Although the α-camera can provide in situ imaging of α-particles in tissue sections [80], we adapted the Timepix pixelated semiconductor radiation detector for dosimetry of α-emissions in vitro. We demonstrated that the number of transmitted α-particles correlated with the observed DSBs and that the deposited dose fitted with that calculated using Monte Carlo code stopping range of ions in matter (SRIM) [81]. In LL2-bearing mice, which had received chemotherapy or not and which were then treated 24 h later with ²²⁷Th-labeled conjugates of DAB4, we used Timepix to image and quantify α-emissions from tumor sections ex vivo. We calculated that the number of α-hits detected by Timepix was proportional to the isotope concentrations in the tumor sections. We next determined that the α-particle energy spectrum emitted by ²²⁷Th-DAB4 from tumor sections ranged from 4 to 7.4 MeV and that a statistically significant 4-fold greater number of α-hits originated from tumor sections of mice given prior chemotherapy than those not given chemotherapy. Although most α-hits were transmitted vertically via a collimator from the tumor section through a ≈ 2 mm air gap and released their energy as a charge cluster across several pixels, other α-hits emitted at small angles were detected beyond the tumor-defined limits [82].

Finally, given that the high LET of α-particles reduces the dependence on oxygen for cell killing, the ability of α-particles to overcome hypoxic radio-resistance will critically depend on the spatial distribution of the α-emitters relative to the hypoxic region.
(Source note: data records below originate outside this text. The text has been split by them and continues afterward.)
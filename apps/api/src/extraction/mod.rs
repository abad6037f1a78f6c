//! Structured extraction: the out-of-process service that turns cleaned resume
//! text into a loosely-typed candidate object.
//!
//! Two backends implement [`StructuredExtractor`]:
//! - `FunctionClient`: POSTs the request to a hosted extraction function.
//! - `LlmExtractor`: prompts the model through `LlmClient` directly.
//!
//! Neither retries. Retrying is a user action owned by the import session.

pub mod function_client;
pub mod llm;
pub mod prompts;

use async_trait::async_trait;
use serde::Serialize;
use serde_json::Value;
use thiserror::Error;

pub use function_client::FunctionClient;
pub use llm::LlmExtractor;

/// Request body sent to the extraction service.
#[derive(Debug, Clone, Serialize, PartialEq, Eq)]
#[serde(rename_all = "camelCase")]
pub struct ExtractionRequest {
    pub content: String,
    /// Always `"text"`: the service receives cleaned text, never the binary file.
    pub content_type: &'static str,
    pub file_name: String,
    pub user_id: Option<String>,
    pub is_example: bool,
    pub is_development: bool,
    pub extracted_email: Option<String>,
    pub extracted_phone: Option<String>,
}

impl ExtractionRequest {
    pub fn new(content: impl Into<String>, file_name: impl Into<String>) -> Self {
        Self {
            content: content.into(),
            content_type: "text",
            file_name: file_name.into(),
            user_id: None,
            is_example: false,
            is_development: false,
            extracted_email: None,
            extracted_phone: None,
        }
    }
}

/// Untrusted service output. Any key may be missing, null, or the wrong shape;
/// `import::builder` is the only consumer.
#[derive(Debug, Clone, PartialEq)]
pub struct CandidateResume(pub Value);

impl CandidateResume {
    pub fn as_value(&self) -> &Value {
        &self.0
    }
}

#[derive(Debug, Error)]
pub enum ServiceError {
    #[error("HTTP error: {0}")]
    Http(#[from] reqwest::Error),

    #[error("Service error (status {status}): {message}")]
    Status { status: u16, message: String },

    #[error("Extraction function not found: {0}")]
    NotFound(String),

    #[error("Service returned no data")]
    EmptyResponse,

    #[error("Service returned malformed JSON: {0}")]
    Malformed(#[from] serde_json::Error),

    #[error("Service reported an error: {0}")]
    Reported(String),

    #[error("LLM error: {0}")]
    Llm(#[from] crate::llm_client::LlmError),
}

impl ServiceError {
    /// True when the failure means the service itself is missing or down,
    /// as opposed to a failed analysis of this particular document.
    pub fn is_unavailable(&self) -> bool {
        match self {
            ServiceError::NotFound(_) => true,
            ServiceError::Status { status, message } => {
                *status == 503 || message.contains("Function not found")
            }
            ServiceError::Reported(message) => message.contains("Function not found"),
            _ => false,
        }
    }

    /// What the service said about this document, when it said anything.
    /// Transport and status failures carry no user-facing message.
    pub fn service_message(&self) -> Option<&str> {
        match self {
            ServiceError::Reported(message) if !message.trim().is_empty() => Some(message.as_str()),
            _ => None,
        }
    }
}

/// A backend able to turn cleaned resume text into a candidate object.
#[async_trait]
pub trait StructuredExtractor: Send + Sync {
    async fn extract(&self, request: &ExtractionRequest) -> Result<CandidateResume, ServiceError>;

    /// Short backend name for logs.
    fn backend(&self) -> &'static str;
}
This is mainly because the greatest energy deposition of an α-particle is toward the end of its track at the Bragg peak [36]. Using the SRIM software model in water, the Bragg peaks of α-particles emitted as ²²⁷Th decays were in the range of 35–60 μm. Although this range does not cover the entire hypoxic rim surrounding a concentric necrotic cord as suggested by Thomlinson and Gray [20], the short-ranging α-particles would traverse the most oxygen-deficient cells.

Altogether these data suggest that α-particles, which have originated from necrotic tumor regions, can penetrate into closely apposed hypoxic tumor regions and thereby contribute significantly to tumor control but only by virtue of radiation crossfire effects.

SUMMARY

In this review, we have explored the potential of targeting hypoxic and necrotic tumor cells with antibody radioconjugates. In particular, targeted delivery of α-therapy to the tumor areas of hypoxia and necrosis that harbor cancer stem cells could be effective because, compared to β-emitting radionuclides, the hypoxic conditions in the tumor microenvironment would not be expected to attenuate the dose delivery of α-emitting radionuclides. Moreover, α-particle targeting of necrotic tumor regions could also result in the effective therapeutic targeting of nearby hypoxic tumor cells, which are resistant to conventional radiotherapy. To date, there have only been pre-clinical studies using antibody α-radioconjugates targeting hypoxic or necrotic tumor cells. However, improvements in chelation chemistry as well in the production of α-radionuclides with favorable therapeutic properties may help to further this field of research.